- [INPUT MATERIAL]
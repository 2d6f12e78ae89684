//! Configuration types for a formbinder run.
//!
//! All run behaviour is controlled through [`BinderConfig`], built via its
//! [`BinderConfigBuilder`]. Values can also come from a TOML file
//! ([`FileConfig`]); the CLI layers its flags on top of the file.

use crate::error::BinderError;
use serde::{Deserialize, Serialize};
use std::fmt;
use std::path::{Path, PathBuf};

/// Default JotForm API endpoint.
pub const DEFAULT_API_BASE_URL: &str = "https://api.jotform.com";

/// Configuration for one print run.
///
/// # Example
/// ```rust
/// use formbinder::BinderConfig;
///
/// let config = BinderConfig::builder()
///     .api_key("0123456789abcdef")
///     .form_id("70123456789012")
///     .build()
///     .unwrap();
/// assert_eq!(config.output_path.to_str(), Some("output.pdf"));
/// ```
#[derive(Clone)]
pub struct BinderConfig {
    /// JotForm API key. Required.
    pub api_key: String,

    /// ID of the form whose submissions are printed. Required.
    pub form_id: String,

    /// Base URL of the JotForm API. Default: `https://api.jotform.com`.
    ///
    /// Accounts on the EU or HIPAA clusters use `https://eu-api.jotform.com`
    /// or `https://hipaa-api.jotform.com`.
    pub api_base_url: String,

    /// Submissions requested per page of the listing endpoint. Default: 1000.
    pub page_limit: usize,

    /// Per-request HTTP timeout in seconds. Default: 60.
    pub request_timeout_secs: u64,

    /// Directory holding `page.html`, `record.html`, `health_checkin.html`
    /// and `payments.html`. If None, the built-in templates are used.
    pub templates_dir: Option<PathBuf>,

    /// How answer values are inserted into the markup. Default: trusted raw.
    pub value_insertion: ValueInsertion,

    /// Page size, orientation and margins handed to the PDF converter.
    pub page_options: PageOptions,

    /// Path or name of the `wkhtmltopdf` executable. Default: `wkhtmltopdf`.
    pub wkhtmltopdf_path: PathBuf,

    /// Where the PDF is written. Default: `output.pdf`.
    pub output_path: PathBuf,

    /// Also write the assembled HTML here (useful when tuning templates).
    pub save_html: Option<PathBuf>,

    /// Open the PDF with the system viewer when done. Default: true.
    pub open_viewer: bool,
}

impl Default for BinderConfig {
    fn default() -> Self {
        Self {
            api_key: String::new(),
            form_id: String::new(),
            api_base_url: DEFAULT_API_BASE_URL.to_string(),
            page_limit: 1000,
            request_timeout_secs: 60,
            templates_dir: None,
            value_insertion: ValueInsertion::default(),
            page_options: PageOptions::default(),
            wkhtmltopdf_path: PathBuf::from("wkhtmltopdf"),
            output_path: PathBuf::from("output.pdf"),
            save_html: None,
            open_viewer: true,
        }
    }
}

impl fmt::Debug for BinderConfig {
    fn fmt(&self, f: &mut fmt::Formatter<'_>) -> fmt::Result {
        f.debug_struct("BinderConfig")
            .field("api_key", &if self.api_key.is_empty() { "<unset>" } else { "<redacted>" })
            .field("form_id", &self.form_id)
            .field("api_base_url", &self.api_base_url)
            .field("page_limit", &self.page_limit)
            .field("request_timeout_secs", &self.request_timeout_secs)
            .field("templates_dir", &self.templates_dir)
            .field("value_insertion", &self.value_insertion)
            .field("page_options", &self.page_options)
            .field("wkhtmltopdf_path", &self.wkhtmltopdf_path)
            .field("output_path", &self.output_path)
            .field("save_html", &self.save_html)
            .field("open_viewer", &self.open_viewer)
            .finish()
    }
}

impl BinderConfig {
    /// Create a new builder for `BinderConfig`.
    pub fn builder() -> BinderConfigBuilder {
        BinderConfigBuilder {
            config: Self::default(),
        }
    }
}

/// Builder for [`BinderConfig`].
#[derive(Debug)]
pub struct BinderConfigBuilder {
    config: BinderConfig,
}

impl BinderConfigBuilder {
    pub fn api_key(mut self, key: impl Into<String>) -> Self {
        self.config.api_key = key.into();
        self
    }

    pub fn form_id(mut self, id: impl Into<String>) -> Self {
        self.config.form_id = id.into();
        self
    }

    pub fn api_base_url(mut self, url: impl Into<String>) -> Self {
        self.config.api_base_url = url.into().trim_end_matches('/').to_string();
        self
    }

    pub fn page_limit(mut self, n: usize) -> Self {
        self.config.page_limit = n.clamp(1, 1000);
        self
    }

    pub fn request_timeout_secs(mut self, secs: u64) -> Self {
        self.config.request_timeout_secs = secs;
        self
    }

    pub fn templates_dir(mut self, dir: impl Into<PathBuf>) -> Self {
        self.config.templates_dir = Some(dir.into());
        self
    }

    pub fn value_insertion(mut self, mode: ValueInsertion) -> Self {
        self.config.value_insertion = mode;
        self
    }

    pub fn page_options(mut self, options: PageOptions) -> Self {
        self.config.page_options = options;
        self
    }

    pub fn wkhtmltopdf_path(mut self, path: impl Into<PathBuf>) -> Self {
        self.config.wkhtmltopdf_path = path.into();
        self
    }

    pub fn output_path(mut self, path: impl Into<PathBuf>) -> Self {
        self.config.output_path = path.into();
        self
    }

    pub fn save_html(mut self, path: impl Into<PathBuf>) -> Self {
        self.config.save_html = Some(path.into());
        self
    }

    pub fn open_viewer(mut self, v: bool) -> Self {
        self.config.open_viewer = v;
        self
    }

    /// Fill in every value the file provides. Call before the per-flag
    /// setters so flags win over the file.
    pub fn apply_file(mut self, file: &FileConfig) -> Self {
        if let Some(ref key) = file.api_key {
            self = self.api_key(key.clone());
        }
        if let Some(ref id) = file.form_id {
            self = self.form_id(id.clone());
        }
        if let Some(ref url) = file.api_base_url {
            self = self.api_base_url(url.clone());
        }
        if let Some(n) = file.page_limit {
            self = self.page_limit(n);
        }
        if let Some(secs) = file.request_timeout_secs {
            self = self.request_timeout_secs(secs);
        }
        if let Some(ref dir) = file.templates_dir {
            self = self.templates_dir(dir.clone());
        }
        if let Some(true) = file.escape_values {
            self = self.value_insertion(ValueInsertion::Escaped);
        }
        if let Some(ref exe) = file.wkhtmltopdf {
            self = self.wkhtmltopdf_path(exe.clone());
        }
        if let Some(ref out) = file.output {
            self = self.output_path(out.clone());
        }
        if let Some(ref html) = file.save_html {
            self = self.save_html(html.clone());
        }
        if let Some(open) = file.open_viewer {
            self = self.open_viewer(open);
        }
        if let Some(ref page) = file.page {
            self.config.page_options = page.clone();
        }
        self
    }

    /// Build the configuration, validating constraints.
    pub fn build(self) -> Result<BinderConfig, BinderError> {
        let c = &self.config;
        if c.api_key.trim().is_empty() {
            return Err(BinderError::InvalidConfig(
                "API key is required (--api-key or JOTFORM_API_KEY)".into(),
            ));
        }
        if c.form_id.trim().is_empty() {
            return Err(BinderError::InvalidConfig(
                "Form ID is required (--form-id or JOTFORM_FORM_ID)".into(),
            ));
        }
        if !c.api_base_url.starts_with("http://") && !c.api_base_url.starts_with("https://") {
            return Err(BinderError::InvalidConfig(format!(
                "API base URL must be http(s), got '{}'",
                c.api_base_url
            )));
        }
        if c.request_timeout_secs == 0 {
            return Err(BinderError::InvalidConfig("Timeout must be ≥ 1 second".into()));
        }
        Ok(self.config)
    }
}

// ── Enums ────────────────────────────────────────────────────────────────

/// How answer values reach the markup.
///
/// Submitted values are inserted verbatim by default so the printout shows
/// exactly what was typed, markup included. `Escaped` HTML-escapes each value
/// first; the `---` missing marker and labels are never escaped.
#[derive(Debug, Clone, Copy, PartialEq, Eq, Default, Serialize, Deserialize)]
pub enum ValueInsertion {
    /// Insert values unchanged. (default)
    #[default]
    TrustedRaw,
    /// HTML-escape values before insertion.
    Escaped,
}

/// Paper size understood by `wkhtmltopdf --page-size`.
#[derive(Debug, Clone, Copy, PartialEq, Eq, Default, Serialize, Deserialize)]
pub enum PageSize {
    #[default]
    Letter,
    Legal,
    A4,
}

impl PageSize {
    pub fn as_str(&self) -> &'static str {
        match self {
            PageSize::Letter => "Letter",
            PageSize::Legal => "Legal",
            PageSize::A4 => "A4",
        }
    }
}

/// Page orientation understood by `wkhtmltopdf --orientation`.
#[derive(Debug, Clone, Copy, PartialEq, Eq, Default, Serialize, Deserialize)]
pub enum Orientation {
    Portrait,
    #[default]
    Landscape,
}

impl Orientation {
    pub fn as_str(&self) -> &'static str {
        match self {
            Orientation::Portrait => "Portrait",
            Orientation::Landscape => "Landscape",
        }
    }
}

/// Presentational options for the PDF converter.
///
/// Margins are passed through as unit strings (`"8mm"`, `"0.5in"`).
#[derive(Debug, Clone, PartialEq, Eq, Serialize, Deserialize)]
#[serde(default)]
pub struct PageOptions {
    pub size: PageSize,
    pub orientation: Orientation,
    pub margin_top: String,
    pub margin_bottom: String,
    pub margin_left: String,
    pub margin_right: String,
}

impl Default for PageOptions {
    fn default() -> Self {
        Self {
            size: PageSize::Letter,
            orientation: Orientation::Landscape,
            margin_top: "8mm".to_string(),
            margin_bottom: "8mm".to_string(),
            margin_left: "8mm".to_string(),
            margin_right: "8mm".to_string(),
        }
    }
}

// ── Config file ──────────────────────────────────────────────────────────

/// Contents of an optional `formbinder.toml`.
///
/// ```toml
/// api_key = "0123456789abcdef"
/// form_id = "70123456789012"
/// wkhtmltopdf = 'C:\Program Files\wkhtmltopdf\bin\wkhtmltopdf.exe'
///
/// [page]
/// orientation = "Landscape"
/// margin_top = "8mm"
/// ```
#[derive(Debug, Clone, Default, Serialize, Deserialize)]
pub struct FileConfig {
    pub api_key: Option<String>,
    pub form_id: Option<String>,
    pub api_base_url: Option<String>,
    pub page_limit: Option<usize>,
    pub request_timeout_secs: Option<u64>,
    pub templates_dir: Option<PathBuf>,
    pub escape_values: Option<bool>,
    pub wkhtmltopdf: Option<PathBuf>,
    pub output: Option<PathBuf>,
    pub save_html: Option<PathBuf>,
    pub open_viewer: Option<bool>,
    pub page: Option<PageOptions>,
}

impl FileConfig {
    /// Load a config file. A missing file yields the empty config.
    pub fn load_from(path: &Path) -> Result<Self, BinderError> {
        if !path.exists() {
            return Ok(Self::default());
        }

        let contents = std::fs::read_to_string(path).map_err(|e| BinderError::ConfigFile {
            path: path.to_path_buf(),
            detail: e.to_string(),
        })?;
        toml::from_str(&contents).map_err(|e| BinderError::ConfigFile {
            path: path.to_path_buf(),
            detail: e.to_string(),
        })
    }
}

- [ASSIGNMENT] Each line from the beginning of the listing up to the line where "JotForm API endpoint." appears needs to be given again exactly; please add nothing else.

- [TASK RESPONSE]
repository 2d6f12e78ae89684
//! Configuration types for a formbinder run.
//!
//! All run behaviour is controlled through [`BinderConfig`], built via its
//! [`BinderConfigBuilder`]. Values can also come from a TOML file
//! ([`FileConfig`]); the CLI layers its flags on top of the file.

use crate::error::BinderError;
use serde::{Deserialize, Serialize};
use std::fmt;
use std::path::{Path, PathBuf};

/// Default JotForm API endpoint.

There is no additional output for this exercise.